You can still hold that belief, but I challenge you to take an honest look at how those relationships affect you. The things that each family member expresses to you. Sometimes people inherit or share opinions from others and look for things in your life to support those opinions. Not saying that some of your reputation in the family isn’t based on actual events. But more than likely, there are other incidents in your life that would disprove whatever point they’re trying to make as well.

It takes time to break old habits and routines that ultimately change your behaviors. It can be particularly difficult for those close to you to decipher real change in your life. So they may be holding your old patterns against you and not seeing the new effort you’ve been putting in. That can affect your desire to continue making those hard daily choices if those closest to you don’t recognize the new patterns you’re creating. Because you want to be seen and understood. You have to be your own strength and know that you are doing the personal work to be someone different from the inside out. And when your family jokes or rehashes your past, ask yourself if it’s really true. Tweet This Bring your receipts to show otherwise. If you want them to see you, unfortunately it’s often guilty until proven innocent. It’s going to be your responsibility to speak up for yourself if you feel consistently misunderstood. And that may take some campaigning. And if the relationships are worth it, you’ll do the work.

We often hold people to the standard of a title. This is how a mother is supposed to behave, how family it supposed to act. A lot of times we take the humanness out of the roles people play in our lives. They are individuals with their own histories and struggles. That history and those struggles play in the background of their minds when they interact with us. They have triggers we’re sometimes not privy to. Keep in mind too, that we do the same thing. We react to people based off of our own history and current concerns. It takes a lot of awareness to understand that and interact with a person accordingly. You may be talking to a person’s seven year old hurt self. The child that was told they weren’t clever enough, or made fun of for reading slowly.

Expecting family to fill an affirming role and behave in a way that makes you whole is a tall order to fill. It would take them being self-aware, and well-adjusted in their own life experiences to offer you space to be. People don’t often notice the grass growing under their own feet. Which can add another hurtful layer of expectation. How could dad or aunty not know how a specific event hurt you deeply?? They were there when it happened. They experienced whatever it was in their own skin and couldn’t comprehend the depth of the impact on you. How could they? They’re a different person with different sensitivities. Thankfully you can fill the the desire to be understood yourself through personal work.
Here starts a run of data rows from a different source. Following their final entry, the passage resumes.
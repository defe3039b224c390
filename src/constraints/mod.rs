//! Defines the constraints which can be added to a [`crate::Problem`].
//!
//! A constraint is anything implementing [`Constraint`]. The functions in this module create the
//! common ones:
//! ```
//! use csp_propagators::constraints;
//! use csp_propagators::Problem;
//!
//! let mut problem = Problem::default();
//! let x = problem.new_bounded_variable(0, 3).unwrap();
//! let y = problem.new_bounded_variable(0, 3).unwrap();
//!
//! problem.add_constraint(constraints::not_equals(x, y)).unwrap();
//! problem.add_constraint(constraints::equals([x, y], 3)).unwrap();
//! ```

mod all_different;
mod arithmetic;
mod constraint;
mod predicate;
mod table;

pub use all_different::AllDifferent;
pub use arithmetic::*;
pub use constraint::Constraint;
pub use constraint::ConstraintId;
pub use predicate::PredicateConstraint;
pub use table::TableConstraint;

use crate::basic_types::ConstraintOperationError;
use crate::variables::VariableId;

/// Creates the [`Constraint`] `lhs != rhs`.
pub fn not_equals(lhs: VariableId, rhs: VariableId) -> NotEqual {
    NotEqual::new(lhs, rhs)
}

/// Creates the [`Constraint`] that all `variables` take different values.
pub fn all_different(variables: impl Into<Box<[VariableId]>>) -> AllDifferent {
    AllDifferent::new(variables)
}

/// Creates the [`Constraint`] `\sum terms_i = rhs`.
pub fn equals(terms: impl Into<Box<[VariableId]>>, rhs: i32) -> LinearEqual {
    LinearEqual::new(terms, rhs)
}

/// Creates a [`Constraint`] from its satisfying tuples. Fails if a tuple does not have one value
/// for every variable of `scope`.
pub fn table(
    scope: impl Into<Box<[VariableId]>>,
    tuples: impl IntoIterator<Item = Vec<i32>>,
) -> Result<TableConstraint, ConstraintOperationError> {
    TableConstraint::new("Table", scope, tuples)
}

/// Creates a [`Constraint`] which accepts the tuples for which `predicate` holds.
pub fn predicate<F: Fn(&[i32]) -> bool>(
    name: impl Into<String>,
    scope: impl Into<Box<[VariableId]>>,
    predicate: F,
) -> PredicateConstraint<F> {
    PredicateConstraint::new(name, scope, predicate)
}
While you may choose to make it work with what you have, there’s an alternative. You can make your own family. We can get hung up on where we want things to come from instead of being open to who they come from.Tweet This Dad doesn’t tell you he’s proud of you, so you don’t hear it when your partner tells you that very thing, because you want it to come from Dad. And you feel lack because Dad doesn’t tell you in a way that you can understand. Don’t go without the kind of nurturing relationships you need.

Here’s How to Create Your Family:

Put yourself out there.

  • Actively look for like minded folks at meet ups, in sports teams, church if that’s your thing, free talks hosted by your local college, maybe even a Facebook group. It just takes a couple of people that you can live heart to heart with on a regular basis for you to get that yummy feeling of being able to relate to someone.
  • Keep putting yourself out there until you get the relationships you want. If it’s something worth having, it’s certainly something worth working towards.
  • Go forth with the sentiment of sharing in a fun, judgement free, mutually beneficial way. Don’t think of it as replacing your familial ties. That’s quite a role to put on someone else to fill for you. And remember to give as much as you take.

You have to know yourself to have an idea of what love feels like in your life. Do you know where the holes in your well-being are?